**Task item**
What you return must be every line from the beginning of the data through the line holding "let gateway = session.gateway();", unchanged.

Start of Dataset entries

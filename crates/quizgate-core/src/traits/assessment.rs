//! Assessment service trait.

use async_trait::async_trait;

use crate::models::{Answers, ExamResult, Question};
use crate::types::{SessionId, TestId};
use crate::Result;

/// The assessment service that runs and scores attempts.
///
/// Scoring is opaque: the client only sends answers and displays what comes
/// back.
#[async_trait]
pub trait AssessmentService: Send + Sync {
    /// Open a server-side session for a test.
    async fn start_session(&self, test: &TestId) -> Result<SessionId>;

    /// Fetch the ordered questions of a test.
    async fn fetch_questions(&self, test: &TestId) -> Result<Vec<Question>>;

    /// Submit the recorded answers and receive the score.
    async fn submit(&self, test: &TestId, answers: &Answers) -> Result<ExamResult>;
}
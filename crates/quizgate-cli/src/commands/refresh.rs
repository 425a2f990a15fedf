//! Refresh command implementation.

use anyhow::{Result, bail};
use clap::Args;

use quizgate_session::RefreshOutcome;

use crate::output;
use crate::session::CliSession;

#[derive(Args, Debug)]
pub struct RefreshArgs {}

pub async fn run(session: &CliSession, _args: RefreshArgs) -> Result<()> {
    let gateway = session.gateway();
    if !gateway.is_authenticated() {
        bail!("Not logged in. Run 'quizgate login' first.");
    }

    output::note("Refreshing session...");

    match gateway.refresh_shared().await {
        RefreshOutcome::Refreshed(credential) => {
            output::success("Session refreshed successfully");
            if let Some(expires_at) = credential.expires_at() {
                output::field("Token expires", &expires_at.to_rfc3339());
            }
            Ok(())
        }
        RefreshOutcome::LogoutRequired => {
            gateway.logout();
            bail!("Session expired, please log in again");
        }
    }
}
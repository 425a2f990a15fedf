//! quizgate-file - Filesystem-backed credential storage.
//!
//! [`FileCredentialStorage`] keeps the credential in a single JSON file so a
//! login survives restarts of the client.

mod storage;

pub use storage::{CREDENTIAL_FILE, FileCredentialStorage};
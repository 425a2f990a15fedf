//! API base URL type.

use serde::{Deserialize, Serialize};
use std::fmt;
use std::str::FromStr;
use url::Url;

use crate::error::{Error, InvalidInputError};

/// A validated base URL for the portal's API.
///
/// Only `http` and `https` are accepted. A trailing slash is removed so
/// endpoint paths can be appended directly.
///
/// # Example
///
/// ```
/// use quizgate_core::ApiUrl;
///
/// let api = ApiUrl::new("https://portal.example.com/").unwrap();
/// assert_eq!(api.endpoint("/auth/login"), "https://portal.example.com/auth/login");
///
/// let nested = ApiUrl::new("https://example.com/api/v1/").unwrap();
/// assert_eq!(nested.endpoint("tests/3/questions"), "https://example.com/api/v1/tests/3/questions");
/// ```
#[derive(Clone, Debug, PartialEq, Eq, Hash, Serialize, Deserialize)]
#[serde(try_from = "String", into = "String")]
pub struct ApiUrl(Url);

impl ApiUrl {
    /// Create a new API URL from a string, validating the format.
    ///
    /// # Errors
    ///
    /// Returns an error if the URL cannot be parsed, is not http(s), has no
    /// host, or carries a query or fragment.
    pub fn new(s: impl AsRef<str>) -> Result<Self, Error> {
        let s = s.as_ref();
        let url = Url::parse(s).map_err(|e| InvalidInputError::ApiUrl {
            value: s.to_string(),
            reason: e.to_string(),
        })?;

        Self::validate(&url, s)?;

        Ok(Self(url))
    }

    /// Returns the absolute URL for an endpoint path.
    pub fn endpoint(&self, path: &str) -> String {
        // The URL crate always keeps a trailing slash on root paths.
        let base = self.0.as_str().trim_end_matches('/');
        format!("{}/{}", base, path.trim_start_matches('/'))
    }

    /// Returns the base URL as a string.
    pub fn as_str(&self) -> &str {
        self.0.as_str()
    }

    /// Returns the inner URL.
    pub fn as_url(&self) -> &Url {
        &self.0
    }

    /// Returns the host string.
    pub fn host(&self) -> Option<&str> {
        self.0.host_str()
    }

    fn validate(url: &Url, original: &str) -> Result<(), Error> {
        let invalid = |reason: &str| -> Error {
            InvalidInputError::ApiUrl {
                value: original.to_string(),
                reason: reason.to_string(),
            }
            .into()
        };

        match url.scheme() {
            "http" | "https" => {}
            _ => return Err(invalid("scheme must be http or https")),
        }

        if url.host_str().is_none_or(str::is_empty) {
            return Err(invalid("must have a host"));
        }

        if url.query().is_some() || url.fragment().is_some() {
            return Err(invalid("must not have a query or fragment"));
        }

        Ok(())
    }
}

impl fmt::Display for ApiUrl {
    fn fmt(&self, f: &mut fmt::Formatter<'_>) -> fmt::Result {
        write!(f, "{}", self.0.as_str().trim_end_matches('/'))
    }
}

impl FromStr for ApiUrl {
    type Err = Error;

    fn from_str(s: &str) -> Result<Self, Self::Err> {
        Self::new(s)
    }
}

impl TryFrom<String> for ApiUrl {
    type Error = Error;

    fn try_from(s: String) -> Result<Self, Self::Error> {
        Self::new(s)
    }
}

impl From<ApiUrl> for String {
    fn from(url: ApiUrl) -> Self {
        url.to_string()
    }
}
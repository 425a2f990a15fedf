//! Client wiring shared by the commands.

mod storage;

use std::path::Path;
use std::sync::Arc;

use anyhow::{Context, Result, bail};
use tracing::debug;

use quizgate_core::{ApiUrl, Credential};
use quizgate_http::{ApiClient, AuthorizedClient, ClientConfig, HttpAssessment, HttpIdentity};
use quizgate_session::{AuthGateway, SessionConfig, SessionContext};

/// The auth gateway and authorized client of one CLI run, backed by the
/// stored login.
pub struct CliSession {
    gateway: AuthGateway,
    client: AuthorizedClient,
}

impl CliSession {
    /// Wire up the clients for `api_url`, restoring any stored login.
    pub fn open(api_url: &ApiUrl, data_dir: Option<&Path>) -> Result<Self> {
        let storage = storage::credential_storage(data_dir)?;
        debug!(path = %storage.path().display(), "Using credential file");

        let ctx = Arc::new(SessionContext::new(
            Arc::new(storage),
            SessionConfig::default(),
        ));
        let api = ApiClient::new(&ClientConfig::new(api_url.clone()))
            .context("Failed to create HTTP client")?;
        let gateway = AuthGateway::new(ctx, Arc::new(HttpIdentity::new(api.clone())));
        let client = AuthorizedClient::new(api, gateway.clone());

        Ok(Self { gateway, client })
    }

    pub fn gateway(&self) -> &AuthGateway {
        &self.gateway
    }

    /// Exam endpoints, authorized with the current login.
    pub fn assessment(&self) -> HttpAssessment {
        HttpAssessment::new(self.client.clone())
    }

    /// Resume the stored login, refreshing it if it has expired.
    pub async fn require_login(&self) -> Result<Credential> {
        if !self.gateway.is_authenticated() {
            bail!("Not logged in. Run 'quizgate login' first.");
        }
        self.gateway
            .resume()
            .await
            .context("Session expired, please log in again")
    }
}
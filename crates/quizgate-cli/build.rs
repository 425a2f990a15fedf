//! Build script to capture git version information at compile time.

use std::process::Command;

fn main() {
    println!("cargo:rerun-if-changed=.git/HEAD");
    println!("cargo:rerun-if-changed=.git/refs/");

    let version = git_version().unwrap_or_else(|| env!("CARGO_PKG_VERSION").to_string());

    println!("cargo:rustc-env=QUIZGATE_VERSION={}", version);
}

fn git_version() -> Option<String> {
    let output = Command::new("git")
        .args(["describe", "--tags", "--always", "--dirty"])
        .output()
        .ok()?;

    if !output.status.success() {
        return None;
    }

    let version = String::from_utf8(output.stdout).ok()?;
    let version = version.trim();
    if version.is_empty() {
        return None;
    }

    // Tags are written as v1.2.3.
    Some(version.strip_prefix('v').unwrap_or(version).to_string())
}
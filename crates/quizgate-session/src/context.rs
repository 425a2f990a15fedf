//! Shared auth state for one client.

use std::sync::Arc;
use std::time::Duration;

use quizgate_core::{CredentialStorage, MemoryStorage};

use crate::in_flight::InFlightRefresh;
use crate::scheduler::{DEFAULT_SKEW_MARGIN, RefreshScheduler};
use crate::token_store::TokenStore;

/// Session tuning.
#[derive(Debug, Clone)]
pub struct SessionConfig {
    /// How long before access-token expiry the proactive refresh fires.
    pub skew_margin: Duration,
}

impl Default for SessionConfig {
    fn default() -> Self {
        Self {
            skew_margin: DEFAULT_SKEW_MARGIN,
        }
    }
}

/// Everything the auth gateway and the request interceptor share: the token
/// store, the refresh timer and the single-flight refresh slot.
///
/// Build one per client and hand it to both by `Arc`.
#[derive(Debug)]
pub struct SessionContext {
    store: TokenStore,
    scheduler: RefreshScheduler,
    in_flight: InFlightRefresh,
    config: SessionConfig,
}

impl SessionContext {
    /// Restore state from `storage`.
    pub fn new(storage: Arc<dyn CredentialStorage>, config: SessionConfig) -> Self {
        Self {
            store: TokenStore::restore(storage),
            scheduler: RefreshScheduler::new(config.skew_margin),
            in_flight: InFlightRefresh::new(),
            config,
        }
    }

    /// A context that persists nothing.
    pub fn in_memory() -> Self {
        Self::new(Arc::new(MemoryStorage::new()), SessionConfig::default())
    }

    pub fn store(&self) -> &TokenStore {
        &self.store
    }

    pub fn scheduler(&self) -> &RefreshScheduler {
        &self.scheduler
    }

    pub fn in_flight(&self) -> &InFlightRefresh {
        &self.in_flight
    }

    pub fn config(&self) -> &SessionConfig {
        &self.config
    }
}
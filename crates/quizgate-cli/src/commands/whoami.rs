//! Whoami command implementation.

use anyhow::{Context, Result};
use clap::Args;

use quizgate_core::UserProfile;

use crate::output;
use crate::session::CliSession;

#[derive(Args, Debug)]
pub struct WhoamiArgs {
    /// Fetch the profile from the server instead of the stored copy
    #[arg(long)]
    pub remote: bool,

    /// Print the profile as JSON
    #[arg(long)]
    pub json: bool,
}

pub async fn run(session: &CliSession, args: WhoamiArgs) -> Result<()> {
    let user = if args.remote {
        session.require_login().await?;
        session
            .gateway()
            .fetch_user()
            .await
            .context("Failed to fetch profile")?
    } else {
        session
            .gateway()
            .current_user()
            .context("Not logged in. Run 'quizgate login' first.")?
    };

    if args.json {
        return output::json_pretty(&user);
    }

    print_profile(&user);
    if let Some(expires_at) = session.gateway().credential().and_then(|c| c.expires_at()) {
        output::field("Token expires", &expires_at.to_rfc3339());
    }

    Ok(())
}

pub fn print_profile(user: &UserProfile) {
    output::field("Name", &user.name);
    output::field("Email", &user.email);
    output::field("Id", &user.id_string());
    if let Some(role) = &user.role {
        output::field("Role", role);
    }
}
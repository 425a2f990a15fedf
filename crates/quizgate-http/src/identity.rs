//! Identity service over HTTP.

use async_trait::async_trait;
use tracing::{debug, instrument};

use quizgate_core::{
    AccessToken, CredentialError, Error, IdentityService, LoginCredentials, RefreshGrant,
    RefreshToken, Result, SignupDetails, TokenGrant, UserProfile,
};

use crate::client::{ApiClient, ApiRequest};
use crate::endpoints::{LOGIN, LoginRequest, ME, REFRESH, SIGNUP, SignupRequest, TokenResponse};

/// Statuses on login/signup that mean the input itself was refused.
const REJECTION_STATUSES: [u16; 5] = [400, 401, 403, 409, 422];

/// The `/auth` endpoints.
#[derive(Debug, Clone)]
pub struct HttpIdentity {
    client: ApiClient,
}

impl HttpIdentity {
    pub fn new(client: ApiClient) -> Self {
        Self { client }
    }
}

#[async_trait]
impl IdentityService for HttpIdentity {
    #[instrument(skip(self, credentials), fields(email = %credentials.email()))]
    async fn login(&self, credentials: &LoginCredentials) -> Result<TokenGrant> {
        let request = ApiRequest::post(LOGIN).json(&LoginRequest {
            email: credentials.email(),
            password: credentials.password(),
        })?;

        let response: TokenResponse = self
            .client
            .call(&request, None)
            .await
            .map_err(|e| rejected(e, "Invalid email or password"))?;
        debug!("Login accepted");
        response.into_token_grant()
    }

    #[instrument(skip(self, details), fields(email = %details.credentials().email()))]
    async fn signup(&self, details: &SignupDetails) -> Result<()> {
        let request = ApiRequest::post(SIGNUP).json(&SignupRequest {
            name: details.name(),
            email: details.credentials().email(),
            password: details.credentials().password(),
        })?;

        self.client
            .call_no_response(&request, None)
            .await
            .map_err(|e| rejected(e, "Signup failed"))
    }

    #[instrument(skip(self, token))]
    async fn me(&self, token: &AccessToken) -> Result<UserProfile> {
        self.client
            .call(&ApiRequest::get(ME), Some(token.as_str()))
            .await
    }

    #[instrument(skip(self, token))]
    async fn refresh(&self, token: &RefreshToken) -> Result<RefreshGrant> {
        let response: TokenResponse = self
            .client
            .call(&ApiRequest::post(REFRESH), Some(token.as_str()))
            .await?;
        response.into_refresh_grant()
    }
}

/// Turn a refusal of login/signup input into a [`CredentialError`].
fn rejected(err: Error, fallback: &str) -> Error {
    match err {
        Error::Protocol(e) if REJECTION_STATUSES.contains(&e.status) => {
            CredentialError::Rejected {
                status: e.status,
                detail: e.detail.unwrap_or_else(|| fallback.to_string()),
            }
            .into()
        }
        other => other,
    }
}
//! Load-once embedding provider handle.
//!
//! The model is loaded on first use and then shared read-only for the rest
//! of the process. The handle is passed explicitly to whoever needs it.

use std::path::PathBuf;
use std::sync::{Arc, Mutex};

use super::{EmbeddingError, EmbeddingModel, EmbeddingProvider};
use crate::ranking::Embedding;

type Loader<P> = Box<dyn Fn() -> Result<P, EmbeddingError> + Send + Sync>;

/// Lazily-initialized provider.
pub struct LazyProvider<P> {
    name: String,
    loader: Loader<P>,
    /// Uses Mutex<Option<_>> instead of OnceLock because get_or_try_init is
    /// unstable. A failed load leaves it empty so the next call retries.
    provider: Mutex<Option<Arc<P>>>,
}

impl LazyProvider<EmbeddingModel> {
    /// Handle for a fastembed model cached under `cache_dir/models`.
    pub fn fastembed(model_name: &str, cache_dir: PathBuf) -> Self {
        let name = model_name.to_string();
        Self::with_loader(model_name, move || {
            EmbeddingModel::new(&name, cache_dir.clone())
        })
    }
}

impl<P: EmbeddingProvider> LazyProvider<P> {
    pub fn with_loader<F>(name: &str, loader: F) -> Self
    where
        F: Fn() -> Result<P, EmbeddingError> + Send + Sync + 'static,
    {
        Self {
            name: name.to_string(),
            loader: Box::new(loader),
            provider: Mutex::new(None),
        }
    }

    /// Check if the provider has been loaded.
    pub fn is_loaded(&self) -> bool {
        self.provider
            .lock()
            .ok()
            .map(|guard| guard.is_some())
            .unwrap_or(false)
    }

    /// Get the provider, loading it on first call.
    pub fn get(&self) -> Result<Arc<P>, EmbeddingError> {
        let mut guard = self.provider.lock().map_err(|e| {
            EmbeddingError::InitFailed(format!("Failed to acquire provider lock: {}", e))
        })?;

        if let Some(provider) = guard.as_ref() {
            return Ok(provider.clone());
        }

        log::debug!("loading embedding provider '{}'", self.name);
        let provider = Arc::new((self.loader)()?);
        *guard = Some(provider.clone());

        Ok(provider)
    }
}

impl<P: EmbeddingProvider> EmbeddingProvider for LazyProvider<P> {
    fn name(&self) -> &str {
        &self.name
    }

    fn embed(&self, text: &str) -> Result<Embedding, EmbeddingError> {
        self.get()?.embed(text)
    }

    fn embed_batch(&self, texts: &[String]) -> Result<Vec<Embedding>, EmbeddingError> {
        self.get()?.embed_batch(texts)
    }
}
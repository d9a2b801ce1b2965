use std::path::PathBuf;

use crate::eid::Eid;

pub trait StorageManager: Send + Sync {
    fn write(&self, ident: &str, data: &[u8]) -> std::io::Result<()>;
    fn read(&self, ident: &str) -> std::io::Result<Vec<u8>>;
    fn exists(&self, ident: &str) -> bool;
}

#[derive(Clone)]
pub struct BackendLocal {
    pub base_dir: PathBuf,
}

impl BackendLocal {
    pub fn new(storage_dir: &str) -> std::io::Result<Self> {
        let path = PathBuf::from(storage_dir);
        std::fs::create_dir_all(&path)?;
        Ok(BackendLocal { base_dir: path })
    }

    pub fn path_of(&self, ident: &str) -> PathBuf {
        self.base_dir.join(ident)
    }
}

impl StorageManager for BackendLocal {
    fn exists(&self, ident: &str) -> bool {
        std::fs::metadata(self.path_of(ident)).is_ok()
    }

    fn read(&self, ident: &str) -> std::io::Result<Vec<u8>> {
        std::fs::read(self.path_of(ident))
    }

    /// Write through a temp file and rename it into place.
    fn write(&self, ident: &str, data: &[u8]) -> std::io::Result<()> {
        let temp_path = self.path_of(&format!("{}-{ident}", Eid::new()));

        std::fs::write(&temp_path, data)?;

        std::fs::rename(&temp_path, self.path_of(ident))
    }
}

#[cfg(test)]
mod tests {
    use super::*;

    #[test]
    fn test_write_read_roundtrip() {
        let dir = tempfile::tempdir().unwrap();
        let store = BackendLocal::new(dir.path().to_str().unwrap()).unwrap();

        assert!(!store.exists("config.yaml"));
        store.write("config.yaml", b"top_k: 3").unwrap();
        assert!(store.exists("config.yaml"));
        assert_eq!(store.read("config.yaml").unwrap(), b"top_k: 3");

        store.write("config.yaml", b"top_k: 5").unwrap();
        assert_eq!(store.read("config.yaml").unwrap(), b"top_k: 5");

        // no temp files left behind
        let entries = std::fs::read_dir(dir.path()).unwrap().count();
        assert_eq!(entries, 1);
    }

    #[test]
    fn test_creates_base_dir() {
        let dir = tempfile::tempdir().unwrap();
        let nested = dir.path().join("a/b/c");
        let store = BackendLocal::new(nested.to_str().unwrap()).unwrap();
        assert!(store.base_dir.is_dir());
    }
}
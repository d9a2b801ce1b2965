//! Top-K semantic similarity ranking.
//!
//! Ranks previously answered questions against a newly submitted one by the
//! cosine similarity of their embeddings.
//!
//! # Architecture
//!
//! - `similarity`: cosine similarity, percentage rescale and rounding
//! - `ranker`: bounded top-K selection and result shaping
//!
//! The ranker is pure: it never calls the embedding provider or the store,
//! and every call owns its own working set.

mod ranker;
mod similarity;

use serde::{Deserialize, Serialize};

pub use ranker::{rank, RankOptions, Ranker};
pub use similarity::{cosine_similarity, cosine_to_percent, round_percent};

/// Number of results a ranking call returns at most.
pub const DEFAULT_TOP_K: usize = 3;

/// Answered questions a mentor needs before ranking is attempted.
pub const DEFAULT_MIN_CORPUS_SIZE: usize = 3;

/// Similarity floor in percent. Inactive unless explicitly enabled.
pub const SIMILARITY_CRITERION_PERCENT: f64 = 10.0;

/// Largest accepted K.
pub const MAX_TOP_K: usize = 64;

/// A fixed-length embedding vector.
pub type Embedding = Vec<f32>;

/// A previously answered question as seen by the ranker.
#[derive(Debug, Clone, PartialEq, Eq, Serialize, Deserialize)]
pub struct CandidateRecord {
    pub question_summary: String,
    pub answer: String,
}

/// Ranked output entry returned to callers.
#[derive(Debug, Clone, PartialEq, Serialize, Deserialize)]
pub struct SimilarQuestion {
    pub question_summary: String,
    pub answer: String,
    /// Similarity in [0, 100], rounded to two decimals
    pub similarity_percent: f64,
}

/// Errors that can occur while ranking.
#[derive(Debug, thiserror::Error)]
pub enum RankError {
    #[error("invalid embedding for {}: {reason}", subject(.index))]
    InvalidEmbedding {
        /// Candidate position, `None` for the query
        index: Option<usize>,
        reason: String,
    },

    #[error("invalid ranking configuration: {0}")]
    InvalidConfiguration(String),
}

impl RankError {
    pub(crate) fn invalid_embedding(index: Option<usize>, reason: impl Into<String>) -> Self {
        RankError::InvalidEmbedding {
            index,
            reason: reason.into(),
        }
    }
}

fn subject(index: &Option<usize>) -> String {
    match index {
        Some(idx) => format!("candidate #{idx}"),
        None => "query".to_string(),
    }
}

End of Dataset entries

**Response area**
filename crates/quizgate-core/src/traits/assessment.rs
//! Assessment service trait.

use async_trait::async_trait;

use crate::models::{Answers, ExamResult, Question};
use crate::types::{SessionId, TestId};
use crate::Result;

/// The assessment service that runs and scores attempts.
///
/// Scoring is opaque: the client only sends answers and displays what comes
/// back.
#[async_trait]
pub trait AssessmentService: Send + Sync {
    /// Open a server-side session for a test.
    async fn start_session(&self, test: &TestId) -> Result<SessionId>;

    /// Fetch the ordered questions of a test.
    async fn fetch_questions(&self, test: &TestId) -> Result<Vec<Question>>;

    /// Submit the recorded answers and receive the score.
    async fn submit(&self, test: &TestId, answers: &Answers) -> Result<ExamResult>;
}
filename crates/quizgate-cli/src/commands/refresh.rs
repository 425a2f990a15fedf
//! Refresh command implementation.

use anyhow::{Result, bail};
use clap::Args;

use quizgate_session::RefreshOutcome;

use crate::output;
use crate::session::CliSession;

#[derive(Args, Debug)]
pub struct RefreshArgs {}

pub async fn run(session: &CliSession, _args: RefreshArgs) -> Result<()> {
    let gateway = session.gateway();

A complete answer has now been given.